GLP-1 receptor is a type of G protein-coupled receptor (GPCR), and the G protein that cooperates with it is an activated G protein Gs.
This receptor can affect cells through three pathways: activating adenylate cyclase to produce the second messenger cAMP; activating PI3K to produce the second messenger phosphatidylinositol-3-phosphate (PI3P); the intracellular tail of the activated GPCR is phosphorylated by G protein-coupled receptor kinases (GRKs), recruiting β-arrestin, terminating the occurrence of traditional GPCR signals and activating pERK1/2 (extracellular signal-regulated kinase 1/2).

Let’s talk about them one by one. First, the cAMP pathway. After cAMP is produced, it can activate PKA and Epac2, promote potassium efflux, prompt the opening of L-type VDCC, and calcium ion influx, thereby promoting the expression and secretion of insulin. At the same time, it activates cAMP-GEF to promote the proliferation and differentiation of pancreatic β cells, and also activates CREB to promote Bcl-2 and Bcl-xL’s resistance to cell apoptosis.

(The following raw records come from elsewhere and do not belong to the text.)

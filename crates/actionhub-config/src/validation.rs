// SPDX-FileCopyrightText: 2026 ActionHub Contributors
// SPDX-License-Identifier: MIT OR Apache-2.0

//! Post-deserialization validation for configuration values.

use crate::diagnostic::ConfigError;
use crate::model::ActionHubConfig;

const LOG_LEVELS: &[&str] = &["trace", "debug", "info", "warn", "error"];

/// Validate a deserialized configuration for semantic correctness.
///
/// Collects every problem instead of failing on the first one.
pub fn validate_config(config: &ActionHubConfig) -> Result<(), Vec<ConfigError>> {
    let mut errors = Vec::new();

    let level = config.engine.log_level.trim().to_ascii_lowercase();
    if !LOG_LEVELS.contains(&level.as_str()) {
        errors.push(ConfigError::Validation {
            message: format!(
                "engine.log_level `{}` is not one of {}",
                config.engine.log_level,
                LOG_LEVELS.join(", ")
            ),
        });
    }

    if config
        .engine
        .context_allowlist
        .iter()
        .any(|key| key.trim().is_empty())
    {
        errors.push(ConfigError::Validation {
            message: "engine.context_allowlist entries must not be empty".to_string(),
        });
    }

    if config.remote.timeout_secs == 0 {
        errors.push(ConfigError::Validation {
            message: "remote.timeout_secs must be greater than zero".to_string(),
        });
    }

    for (service_id, endpoint) in &config.remote.endpoints {
        if service_id.trim().is_empty() {
            errors.push(ConfigError::Validation {
                message: "remote.endpoints keys must be non-empty service ids".to_string(),
            });
        }
        if !is_http_url(endpoint) {
            errors.push(ConfigError::Validation {
                message: format!(
                    "remote.endpoints.{service_id} `{endpoint}` must be an http:// or https:// URL"
                ),
            });
        }
    }

    if !is_http_url(&config.trello.api_base_url) {
        errors.push(ConfigError::Validation {
            message: format!(
                "trello.api_base_url `{}` must be an http:// or https:// URL",
                config.trello.api_base_url
            ),
        });
    }

    if errors.is_empty() {
        Ok(())
    } else {
        Err(errors)
    }
}

fn is_http_url(value: &str) -> bool {
    ["http://", "https://"].iter().any(|scheme| {
        value
            .strip_prefix(scheme)
            .is_some_and(|host| !host.is_empty() && !host.starts_with('/'))
    })
}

Then, the activation of PI3K and the production of PI3P activated PKB (protein kinase B, also known as Akt) and PDK (phosphoinositide-3-phosphate-dependent protein kinase). The activation of PKB inhibited apoptosis and programmed necrosis caused by caspase, inflammation caused by NF-κB, and the expression of glucose-6-phosphatase (the enzyme hydrolyzes 6-phosphate glucose, causing glucose to be unable to enter glycolysis) promoted by FOXO1, which protected pancreatic β cells to a certain extent and promoted the use of glucose by cells. The activation of PDK promoted the activation of PKC (protein kinase C), which in turn promoted the activation of MARK and PDX-1, and also promoted the proliferation and differentiation of pancreatic β cells.

Finally, the recruited β-arrestin activated pERK1/2 (extracellular signal-regulated kinase 1/2), resulting in the activation of Bcl-2 and Bcl-xL, thereby promoting cell resistance to apoptosis.
These pathways promote insulin secretion and protect pancreatic β cells, so at least there is no big problem with pancreatic β cells.

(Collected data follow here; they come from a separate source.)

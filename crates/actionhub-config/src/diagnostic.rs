// SPDX-FileCopyrightText: 2026 ActionHub Contributors
// SPDX-License-Identifier: MIT OR Apache-2.0

//! Turns Figment errors into miette diagnostics.
//!
//! Unknown keys get a source span when the offending file can be found and a
//! Jaro-Winkler "did you mean" suggestion drawn from the section's valid keys.

#![allow(unused_assignments)] // miette's Diagnostic derive generates code triggering this lint

use miette::{Diagnostic, NamedSource, SourceSpan};
use thiserror::Error;

/// Minimum Jaro-Winkler similarity for a suggestion, e.g. `log_levl` -> `log_level`.
const SUGGESTION_THRESHOLD: f64 = 0.75;

/// A configuration problem, renderable as a miette report.
#[derive(Debug, Error, Diagnostic)]
pub enum ConfigError {
    #[error("unknown configuration key `{key}`")]
    #[diagnostic(
        code(actionhub::config::unknown_key),
        help("{}", unknown_key_help(suggestion.as_deref(), valid_keys))
    )]
    UnknownKey {
        key: String,
        suggestion: Option<String>,
        /// Comma-separated keys accepted in the same section.
        valid_keys: String,
        #[label("this key is not recognized")]
        span: Option<SourceSpan>,
        #[source_code]
        src: Option<NamedSource<String>>,
    },

    #[error("invalid type for key `{key}`: {detail}")]
    #[diagnostic(code(actionhub::config::invalid_type), help("expected {expected}"))]
    InvalidType {
        key: String,
        detail: String,
        expected: String,
    },

    #[error("invalid value for key `{key}`: {detail}")]
    #[diagnostic(code(actionhub::config::invalid_value))]
    InvalidValue { key: String, detail: String },

    #[error("missing required key `{key}`")]
    #[diagnostic(
        code(actionhub::config::missing_key),
        help("add `{key} = <value>` to actionhub.toml")
    )]
    MissingKey { key: String },

    /// A semantic check on a deserialized value failed.
    #[error("validation error: {message}")]
    #[diagnostic(code(actionhub::config::validation))]
    Validation { message: String },

    #[error("configuration file `{path}` not found")]
    #[diagnostic(
        code(actionhub::config::file_not_found),
        help("check the path passed to --config")
    )]
    FileNotFound { path: String },

    #[error("configuration error: {0}")]
    #[diagnostic(code(actionhub::config::other))]
    Other(String),
}

fn unknown_key_help(suggestion: Option<&str>, valid_keys: &str) -> String {
    match suggestion {
        Some(s) => format!("did you mean `{s}`? Valid keys: {valid_keys}"),
        None => format!("valid keys: {valid_keys}"),
    }
}

fn dotted_path(error: &figment::Error) -> String {
    error
        .path
        .iter()
        .map(|s| s.to_string())
        .collect::<Vec<_>>()
        .join(".")
}

/// Convert every error carried by a `figment::Error` into a [`ConfigError`].
pub fn figment_to_config_errors(
    err: figment::Error,
    toml_sources: &[(String, String)],
) -> Vec<ConfigError> {
    use figment::error::Kind;

    err.into_iter()
        .map(|error| match &error.kind {
            Kind::UnknownField(field, expected) => {
                let suggestion = suggest_key(field, expected);
                let (span, src) = find_source_span(&error, field, toml_sources);
                ConfigError::UnknownKey {
                    key: field.clone(),
                    suggestion,
                    valid_keys: expected.join(", "),
                    span,
                    src,
                }
            }
            Kind::MissingField(field) => ConfigError::MissingKey {
                key: field.clone().into_owned(),
            },
            Kind::InvalidType(actual, expected) => ConfigError::InvalidType {
                key: dotted_path(&error),
                detail: format!("found {actual}, expected {expected}"),
                expected: expected.to_string(),
            },
            Kind::InvalidValue(actual, expected) => ConfigError::InvalidValue {
                key: dotted_path(&error),
                detail: format!("found {actual}, expected {expected}"),
            },
            Kind::UnknownVariant(variant, expected) => ConfigError::InvalidValue {
                key: dotted_path(&error),
                detail: format!("unknown variant `{variant}`, expected one of {}", expected.join(", ")),
            },
            _ => ConfigError::Other(error.to_string()),
        })
        .collect()
}

/// Locate the offending key in whichever loaded file the error came from.
fn find_source_span(
    error: &figment::Error,
    field: &str,
    toml_sources: &[(String, String)],
) -> (Option<SourceSpan>, Option<NamedSource<String>>) {
    let source_path = error
        .metadata
        .as_ref()
        .and_then(|m| m.source.as_ref())
        .and_then(|s| match s {
            figment::Source::File(path) => Some(path.display().to_string()),
            _ => None,
        });

    // Inline strings carry no file path; fall back to the only source given.
    let source = match source_path {
        Some(path) => toml_sources.iter().find(|(p, _)| *p == path),
        None if toml_sources.len() == 1 => toml_sources.first(),
        None => None,
    };

    let Some((path, content)) = source else {
        return (None, None);
    };

    let section: Vec<String> = error.path.iter().map(|s| s.to_string()).collect();
    match find_key_offset(content, &section, field) {
        Some(offset) => (
            Some(SourceSpan::new(offset.into(), field.len())),
            Some(NamedSource::new(path, content.clone())),
        ),
        None => (None, None),
    }
}

/// Byte offset of `field` in TOML `content`, searched after the `[section]` header.
pub fn find_key_offset(content: &str, path: &[String], field: &str) -> Option<usize> {
    let search_start = match path.first() {
        Some(section) => {
            let header = format!("[{section}]");
            content.find(&header)? + header.len()
        }
        None => 0,
    };

    let mut offset = search_start;
    for line in content[search_start..].split_inclusive('\n') {
        let trimmed = line.trim_start();
        if let Some(after) = trimmed.strip_prefix(field)
            && after.trim_start().starts_with('=')
        {
            return Some(offset + (line.len() - trimmed.len()));
        }
        offset += line.len();
    }

    None
}

/// Best match for `unknown` among `valid_keys`, if any is similar enough.
pub fn suggest_key(unknown: &str, valid_keys: &[&str]) -> Option<String> {
    valid_keys
        .iter()
        .map(|key| (strsim::jaro_winkler(unknown, key), key))
        .filter(|(score, _)| *score > SUGGESTION_THRESHOLD)
        .max_by(|a, b| a.0.total_cmp(&b.0))
        .map(|(_, key)| key.to_string())
}

/// Render diagnostics to stderr with miette's graphical handler.
pub fn render_errors(errors: &[ConfigError]) {
    use miette::GraphicalReportHandler;

    let handler = GraphicalReportHandler::new();
    for error in errors {
        let mut buf = String::new();
        if handler.render_report(&mut buf, error as &dyn Diagnostic).is_ok() {
            eprint!("{buf}");
        } else {
            eprintln!("Error: {error}");
        }
    }
}

#[cfg(test)]
mod tests {
    use super::*;

    #[test]
    fn suggests_close_key() {
        let valid = &["log_level", "context_allowlist", "unknown_fields"];
        assert_eq!(suggest_key("log_levl", valid), Some("log_level".to_string()));
        assert_eq!(
            suggest_key("context_alowlist", valid),
            Some("context_allowlist".to_string())
        );
    }

    #[test]
    fn no_suggestion_for_distant_key() {
        let valid = &["timeout_secs", "endpoints"];
        assert_eq!(suggest_key("zzzzzz", valid), None);
    }

    #[test]
    fn key_offset_is_found_inside_its_section() {
        let content = "[engine]\nlog_level = \"info\"\n\n[remote]\ntimeout = 5\n";
        let path = vec!["remote".to_string()];
        let offset = find_key_offset(content, &path, "timeout").unwrap();
        assert_eq!(&content[offset..offset + 7], "timeout");
    }

    #[test]
    fn key_offset_requires_assignment() {
        let content = "[engine]\nlog_level_extra = 1\n";
        let path = vec!["engine".to_string()];
        assert_eq!(find_key_offset(content, &path, "log_level"), None);
    }
}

Then there is the popular muscle aspect. Due to the energy deficit caused by semaglutide’s appetite suppression, it is possible to cause excessive muscle gluconeogenesis and induce muscle atrophy. I don’t have any good solutions in this regard. I suggest taking protein powder or other amino acid supplements.

As for tumors, I personally think that in addition to thyroid cancer, we should also be careful of neuroendocrine tumors (such as insulinomas), because in mouse experiments, GLP-1R agonists not only induced medullary thyroid carcinoma (MTC), but also occasionally neuroendocrine tumors (such as insulinomas). But if I remember correctly, this is mentioned in the instructions for semaglutide. Of course, if you don’t read it carefully, it’s another matter.

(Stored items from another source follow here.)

// SPDX-FileCopyrightText: 2026 ActionHub Contributors
// SPDX-License-Identifier: MIT OR Apache-2.0

//! ActionHub - plugin catalog and two-phase execution engine.
//!
//! Every subcommand prints one JSON document to stdout. Failures print an
//! error document carrying the HTTP-equivalent status and exit non-zero.

mod app;
mod commands;
mod shutdown;

use std::path::PathBuf;
use std::process::ExitCode;

use actionhub_core::ActionHubError;
use clap::{Parser, Subcommand};
use serde_json::Value;

use crate::app::App;

/// ActionHub - plugin catalog and two-phase execution engine.
#[derive(Parser, Debug)]
#[command(name = "actionhub", version, about, long_about = None)]
struct Cli {
    /// Load configuration from this file instead of the standard locations.
    #[arg(long, global = true)]
    config: Option<PathBuf>,

    #[command(subcommand)]
    command: Commands,
}

#[derive(Subcommand, Debug)]
enum Commands {
    /// List registered services.
    Services,
    /// List the plugins of a service.
    Plugins { service_id: String },
    /// Show default configuration and form of a plugin.
    Form {
        service_id: String,
        plugin_id: String,
    },
    /// Show the remote descriptor of a service.
    Registry { service_id: String },
    /// Validate configuration data (JSON, or `-` for stdin) against a plugin's schema.
    Validate {
        service_id: String,
        plugin_id: String,
        config: String,
    },
    /// Run a plugin with an execution request `{context, init, params}` (JSON, or `-`).
    Run {
        service_id: String,
        plugin_id: String,
        request: String,
    },
}

#[tokio::main]
async fn main() -> ExitCode {
    let cli = Cli::parse();

    let loaded = match &cli.config {
        Some(path) => actionhub_config::load_and_validate_path(path),
        None => actionhub_config::load_and_validate(),
    };
    let config = match loaded {
        Ok(config) => config,
        Err(errors) => {
            actionhub_config::render_errors(&errors);
            return ExitCode::FAILURE;
        }
    };

    init_tracing(&config.engine.log_level);

    match execute(cli.command, &config).await {
        Ok(output) => {
            println!("{}", pretty(&output));
            ExitCode::SUCCESS
        }
        Err(err) => {
            println!("{}", pretty(&commands::error_body(&err)));
            ExitCode::FAILURE
        }
    }
}

async fn execute(
    command: Commands,
    config: &actionhub_config::ActionHubConfig,
) -> Result<Value, ActionHubError> {
    let app = App::from_config(config)?;

    match command {
        Commands::Services => commands::services(&app.catalog),
        Commands::Plugins { service_id } => commands::plugins(&app.catalog, &service_id),
        Commands::Form {
            service_id,
            plugin_id,
        } => commands::form(&app.catalog, &service_id, &plugin_id),
        Commands::Registry { service_id } => commands::registry(&app.catalog, &service_id),
        Commands::Validate {
            service_id,
            plugin_id,
            config,
        } => {
            let payload = commands::read_json_arg(&config)?;
            commands::validate(&app.catalog, &service_id, &plugin_id, &payload)
        }
        Commands::Run {
            service_id,
            plugin_id,
            request,
        } => {
            let request = commands::read_json_arg(&request)?;
            let cancel = shutdown::install_signal_handler();
            commands::run(&app.engine, &service_id, &plugin_id, request, cancel).await
        }
    }
}

fn pretty(value: &Value) -> String {
    serde_json::to_string_pretty(value).unwrap_or_else(|_| value.to_string())
}

/// Logs go to stderr so stdout stays a single JSON document.
fn init_tracing(log_level: &str) {
    use tracing_subscriber::EnvFilter;

    let filter = EnvFilter::try_from_default_env()
        .unwrap_or_else(|_| EnvFilter::new(format!("actionhub={log_level},warn")));

    tracing_subscriber::fmt()
        .with_env_filter(filter)
        .with_writer(std::io::stderr)
        .with_target(true)
        .init();
}

#[cfg(test)]
mod tests {
    use super::*;
    use clap::CommandFactory;

    #[test]
    fn cli_definition_is_consistent() {
        Cli::command().debug_assert();
    }

    #[test]
    fn run_subcommand_parses_positionals() {
        let cli = Cli::try_parse_from(["actionhub", "run", "S1", "P1", "{}"]).unwrap();
        assert!(matches!(
            cli.command,
            Commands::Run { ref service_id, ref plugin_id, .. } if service_id == "S1" && plugin_id == "P1"
        ));
    }

    #[tokio::test]
    async fn builtin_catalog_is_listed_with_default_config() {
        let config = actionhub_config::ActionHubConfig::default();
        let out = execute(Commands::Services, &config).await.unwrap();
        assert_eq!(out["total"], 1);
        assert_eq!(
            out["result"][actionhub_engine::TRELLO_SERVICE_ID],
            "Trello"
        );
    }
}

Some people may worry about hypoglycemia, but the problem is that in the mechanism of action of this thing, promoting insulin secretion is dependent on glucose, so unless it is used in combination with other hypoglycemic drugs (such as exogenous insulin, sulfonylurea hypoglycemic drugs), in the presence of insulinoma/hyperinsulinemia, severe dietary control or long-term fasting, there is a risk of hypoglycemia (then again, who would do this?).

Mainly speaking, the side effects of semaglutide are basically only manifested in the digestive tract and digestive glands, so it can be said to be a relatively safe weight loss drug.